Optimal Geometric Control Theory and Pontryagin's Maximum Principle (PMP)

Per [1], let $Q$ be a closed manifold (say, the configuration space [c-space] of a robot or a machine [see, for instance, this webpage or this webage]), $T Q$ be the tangent bundle of $Q$ , $T T Q$ the double tangent bundle of $Q$ , $L$ a Lagrangian on $T Q$ , $g$ the inertial Riemannian metric on $Q$ induced by $L$ , $X \in Λ^{1} (T Q)$ the Lagrangian 1-form corrsponding to $L, X = \frac{\partial}{\partial t} {\frac{\partial L}{\partial \dot{q}}} - \frac{\partial L}{\partial q}$ , $R$ be a Raleigh dissipative term, $F$ an external force, $D$ a control distribution that is a sub-vector bundle of $T T Q$ , $B : U \to D$ a parameterization of $D$ (where $U \subseteq R^{m})$ , so that $X (\dot{γ} (t)) + \frac{\partial R}{\partial \dot{q}} (\dot{γ} (t)) - B (u (t)) - F (t) = 0$ is the equation of motion (EoM) (Note that this is an equation of 1-forms; to convert to a vector field, one would use the canonical sympletic form $ω$ on $T^{*} Q$ , per this post), $M$ a cost quadratic on $T Q$ , $N$ a cost quadratic on $U$ , and $P$ a cost quadratic on $T Q \times U$ . Let $(q_{0}, {\dot{q}}_{0})$ in $T Q$ be given, and consider an inital cost function $L_{0} ((q_{0}, {\dot{q}}_{0}), u_{0})$ , a running cost function $L (u) = M (q, \dot{q}) + N (u) + P ((q, \dot{q}), u)$ , a final cost function $L_{F} ((q_{F}, {\dot{q}}_{F}), u_{F})$ , and a (total) cost funtion $J (T) = L_{0} (\dot{γ} (0), u (0)) + \int_{0}^{T} L (\dot{γ} (t), u (t)) - λ (X (\dot{γ} (t)) + \frac{\partial R}{\partial \dot{q}} (\dot{γ} (t)) - B (u (t)) - F (t)) d t + L_{F} (\dot{γ} (T), u (T))$ , where $γ : [0, T] \to Q$ with $\dot{γ} (0) = (q_{0}, {\dot{q}}_{0})$ , $u : [0, T] \to U$ with $π_{T Q} (B (u (t))) = \dot{γ} (t)$ , and $λ : [0, T] \to T^{*} [Λ^{1} (T Q)]$ with $π_{T Q} (λ (t)) = \dot{γ} (t)$ (the co-state variable, encoding the dynamics of the system as a Lagrange multipliers problem of sorts) are to be determined, and typically either $T \in R$ (the final time) or $(q_{F}, {\dot{q}}_{F})$ (the final point of $\dot{γ}$ ) are specified.

Then we call

(Q, L, R, F, U, D, B, M, N, P, L_{0}, L_{F})

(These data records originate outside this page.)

// Bounded capture of a child's output stream.
// Past the byte cap the stream is still drained, so the child never blocks
// on a full pipe, but the data is discarded.

use judgekit_common::config::OutputLimits;
use std::io;
use tokio::io::{AsyncRead, AsyncReadExt};
use tracing::debug;

#[derive(Debug, Clone, Default, PartialEq, Eq)]
pub struct CapturedOutput {
    pub text: String,
    pub truncated: bool,
}

impl CapturedOutput {
    /// Placeholder for a stream that could not be drained in time.
    pub fn lost() -> Self {
        Self {
            text: String::new(),
            truncated: true,
        }
    }
}

pub async fn capture<R: AsyncRead + Unpin>(mut reader: R, limits: OutputLimits) -> CapturedOutput {
    let mut kept: Vec<u8> = Vec::with_capacity(limits.max_bytes.min(64 * 1024));
    let mut chunk = [0u8; 8192];
    let mut truncated = false;

    loop {
        match reader.read(&mut chunk).await {
            Ok(0) => break,
            Ok(n) => {
                let room = limits.max_bytes.saturating_sub(kept.len());
                if n > room {
                    truncated = true;
                }
                kept.extend_from_slice(&chunk[..n.min(room)]);
            }
            Err(e) if e.kind() == io::ErrorKind::Interrupted => continue,
            Err(e) => {
                debug!(error = %e, "output stream ended with error");
                break;
            }
        }
    }

    let text = String::from_utf8_lossy(&kept);
    let (text, clipped) = clip_lines(&text, limits.max_lines, limits.max_line_chars);
    CapturedOutput {
        text,
        truncated: truncated || clipped,
    }
}

/// Keep at most `max_lines` lines of at most `max_line_chars` characters.
pub fn clip_lines(text: &str, max_lines: usize, max_line_chars: usize) -> (String, bool) {
    let mut clipped = false;
    let mut out = String::with_capacity(text.len());

    for (index, line) in text.split_inclusive('\n').enumerate() {
        if index >= max_lines {
            clipped = true;
            break;
        }
        let (body, newline) = match line.strip_suffix('\n') {
            Some(body) => (body, true),
            None => (line, false),
        };
        if body.chars().count() > max_line_chars {
            clipped = true;
            out.extend(body.chars().take(max_line_chars));
        } else {
            out.push_str(body);
        }
        if newline {
            out.push('\n');
        }
    }

    (out, clipped)
}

a nonlinear quadratic regulator (NQR) problem. It is typically desired to find a deterministic function

K : T Q \to U

with

u = K (q, \dot{q})

"automatically" producing the minimum of

J

(for a then uniquely-determined

λ

). We call

H : [0, T] \times (T T Q \oplus D \oplus T^{*} (T T Q)) \to R

given by

H (t, q, \dot{q}, \ddot{q}, u, λ) = L ((q, \dot{q}), u) - λ (X (q, \dot{q}) + \frac{\partial R}{\partial \dot{q}} - B (u) - F)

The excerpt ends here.